(Data extracts):
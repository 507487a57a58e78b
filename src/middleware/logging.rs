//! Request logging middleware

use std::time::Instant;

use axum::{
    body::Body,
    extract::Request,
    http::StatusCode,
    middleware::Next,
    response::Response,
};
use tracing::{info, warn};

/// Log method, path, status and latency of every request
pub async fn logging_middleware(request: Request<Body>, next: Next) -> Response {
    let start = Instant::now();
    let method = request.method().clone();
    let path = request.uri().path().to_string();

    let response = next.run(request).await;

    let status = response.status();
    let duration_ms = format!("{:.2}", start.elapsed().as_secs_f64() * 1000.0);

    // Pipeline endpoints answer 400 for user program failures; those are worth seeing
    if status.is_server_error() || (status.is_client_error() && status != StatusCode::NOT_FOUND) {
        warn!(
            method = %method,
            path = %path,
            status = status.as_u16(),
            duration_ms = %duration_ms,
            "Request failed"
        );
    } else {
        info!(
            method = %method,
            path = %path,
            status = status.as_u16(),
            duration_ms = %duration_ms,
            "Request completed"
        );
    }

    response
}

==

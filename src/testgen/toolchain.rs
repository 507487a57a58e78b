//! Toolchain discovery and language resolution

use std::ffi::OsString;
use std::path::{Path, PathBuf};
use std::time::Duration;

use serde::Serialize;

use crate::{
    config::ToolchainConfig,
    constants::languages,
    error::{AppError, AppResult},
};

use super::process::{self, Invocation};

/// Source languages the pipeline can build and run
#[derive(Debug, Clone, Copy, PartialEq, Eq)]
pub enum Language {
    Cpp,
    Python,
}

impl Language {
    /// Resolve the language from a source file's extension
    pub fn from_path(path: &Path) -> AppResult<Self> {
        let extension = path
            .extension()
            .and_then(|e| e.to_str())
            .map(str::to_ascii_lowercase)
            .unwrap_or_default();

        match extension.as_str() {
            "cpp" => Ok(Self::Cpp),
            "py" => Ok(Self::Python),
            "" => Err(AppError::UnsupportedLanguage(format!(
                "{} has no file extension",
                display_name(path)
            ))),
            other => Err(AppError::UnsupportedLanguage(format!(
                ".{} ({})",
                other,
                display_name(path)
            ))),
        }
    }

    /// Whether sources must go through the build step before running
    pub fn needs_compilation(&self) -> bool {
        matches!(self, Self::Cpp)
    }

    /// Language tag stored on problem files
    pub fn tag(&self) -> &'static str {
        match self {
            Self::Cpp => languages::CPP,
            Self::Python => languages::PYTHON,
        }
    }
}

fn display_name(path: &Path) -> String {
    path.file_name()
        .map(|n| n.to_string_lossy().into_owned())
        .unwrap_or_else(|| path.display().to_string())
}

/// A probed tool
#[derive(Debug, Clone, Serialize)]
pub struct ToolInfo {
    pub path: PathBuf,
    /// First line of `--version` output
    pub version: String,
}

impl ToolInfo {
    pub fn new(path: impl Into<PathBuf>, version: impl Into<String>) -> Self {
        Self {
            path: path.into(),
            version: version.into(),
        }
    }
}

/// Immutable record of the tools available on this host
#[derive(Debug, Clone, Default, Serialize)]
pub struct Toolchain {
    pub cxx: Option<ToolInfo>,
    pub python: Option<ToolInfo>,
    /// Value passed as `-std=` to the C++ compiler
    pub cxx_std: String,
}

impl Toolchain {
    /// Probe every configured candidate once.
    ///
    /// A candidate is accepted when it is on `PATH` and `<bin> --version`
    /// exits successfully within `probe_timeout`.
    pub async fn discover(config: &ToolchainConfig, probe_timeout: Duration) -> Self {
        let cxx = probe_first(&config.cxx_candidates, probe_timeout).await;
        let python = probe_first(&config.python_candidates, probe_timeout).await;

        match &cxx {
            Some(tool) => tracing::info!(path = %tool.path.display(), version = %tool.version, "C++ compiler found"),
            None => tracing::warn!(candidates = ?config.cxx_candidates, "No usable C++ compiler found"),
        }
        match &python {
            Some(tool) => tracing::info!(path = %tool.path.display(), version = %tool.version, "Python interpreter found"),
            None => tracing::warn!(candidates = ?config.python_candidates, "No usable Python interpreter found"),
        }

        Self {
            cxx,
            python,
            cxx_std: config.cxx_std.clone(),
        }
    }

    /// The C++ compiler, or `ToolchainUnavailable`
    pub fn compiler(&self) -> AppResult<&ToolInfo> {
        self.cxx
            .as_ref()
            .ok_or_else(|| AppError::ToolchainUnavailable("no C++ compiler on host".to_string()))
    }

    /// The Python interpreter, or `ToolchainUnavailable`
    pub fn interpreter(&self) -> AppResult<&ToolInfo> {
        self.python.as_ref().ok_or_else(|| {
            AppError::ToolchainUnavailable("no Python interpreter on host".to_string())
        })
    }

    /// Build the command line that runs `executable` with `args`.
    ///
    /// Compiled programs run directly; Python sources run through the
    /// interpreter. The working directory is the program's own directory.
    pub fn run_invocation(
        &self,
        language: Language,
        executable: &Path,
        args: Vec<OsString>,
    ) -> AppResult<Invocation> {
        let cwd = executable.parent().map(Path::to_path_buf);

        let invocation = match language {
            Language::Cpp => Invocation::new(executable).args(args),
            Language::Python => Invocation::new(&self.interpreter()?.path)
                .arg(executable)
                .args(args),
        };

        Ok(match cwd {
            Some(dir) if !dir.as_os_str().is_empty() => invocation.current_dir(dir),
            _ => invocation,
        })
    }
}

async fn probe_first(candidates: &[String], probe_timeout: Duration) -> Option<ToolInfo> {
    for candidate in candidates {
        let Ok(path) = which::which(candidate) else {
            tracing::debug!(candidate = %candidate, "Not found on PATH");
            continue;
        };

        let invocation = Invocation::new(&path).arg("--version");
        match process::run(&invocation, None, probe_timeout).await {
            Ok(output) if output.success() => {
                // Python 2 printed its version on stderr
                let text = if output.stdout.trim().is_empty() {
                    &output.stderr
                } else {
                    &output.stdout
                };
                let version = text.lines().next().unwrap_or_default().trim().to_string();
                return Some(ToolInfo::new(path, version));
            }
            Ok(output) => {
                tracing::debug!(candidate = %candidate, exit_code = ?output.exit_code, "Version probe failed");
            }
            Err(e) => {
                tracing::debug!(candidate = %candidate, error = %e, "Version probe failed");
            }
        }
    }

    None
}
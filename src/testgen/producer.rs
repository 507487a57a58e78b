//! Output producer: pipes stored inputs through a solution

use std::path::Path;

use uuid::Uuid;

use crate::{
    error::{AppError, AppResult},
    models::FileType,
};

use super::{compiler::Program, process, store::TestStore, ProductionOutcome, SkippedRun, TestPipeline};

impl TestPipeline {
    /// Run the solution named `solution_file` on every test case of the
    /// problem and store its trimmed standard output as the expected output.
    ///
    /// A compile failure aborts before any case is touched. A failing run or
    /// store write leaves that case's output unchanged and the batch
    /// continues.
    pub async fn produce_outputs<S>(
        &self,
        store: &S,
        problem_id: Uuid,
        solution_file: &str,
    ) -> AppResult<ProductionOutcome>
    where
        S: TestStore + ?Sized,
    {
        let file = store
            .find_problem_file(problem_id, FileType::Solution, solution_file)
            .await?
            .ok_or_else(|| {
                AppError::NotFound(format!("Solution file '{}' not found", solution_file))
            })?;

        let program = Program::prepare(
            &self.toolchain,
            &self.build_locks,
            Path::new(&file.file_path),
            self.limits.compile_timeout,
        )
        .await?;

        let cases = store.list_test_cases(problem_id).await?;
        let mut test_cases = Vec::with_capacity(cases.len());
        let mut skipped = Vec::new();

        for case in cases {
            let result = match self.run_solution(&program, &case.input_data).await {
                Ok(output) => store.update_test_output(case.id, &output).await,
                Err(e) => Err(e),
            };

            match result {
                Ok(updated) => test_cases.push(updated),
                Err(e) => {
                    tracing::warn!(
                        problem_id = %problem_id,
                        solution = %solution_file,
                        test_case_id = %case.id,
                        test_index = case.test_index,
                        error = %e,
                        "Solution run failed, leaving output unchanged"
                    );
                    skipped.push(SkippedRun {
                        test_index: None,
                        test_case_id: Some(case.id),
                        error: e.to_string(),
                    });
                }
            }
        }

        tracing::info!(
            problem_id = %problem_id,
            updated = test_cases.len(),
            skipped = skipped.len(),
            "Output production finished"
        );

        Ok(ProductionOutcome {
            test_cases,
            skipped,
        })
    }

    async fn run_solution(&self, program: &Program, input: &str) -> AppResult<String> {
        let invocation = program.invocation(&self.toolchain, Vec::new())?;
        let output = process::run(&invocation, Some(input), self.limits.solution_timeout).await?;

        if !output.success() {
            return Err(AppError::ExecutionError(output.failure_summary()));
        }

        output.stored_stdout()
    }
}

(Your goal): Please copy out each line of the listing above that contains the string "return".

(Answer section):
                return Some(ToolInfo::new(path, version));
            return Err(AppError::ExecutionError(output.failure_summary()));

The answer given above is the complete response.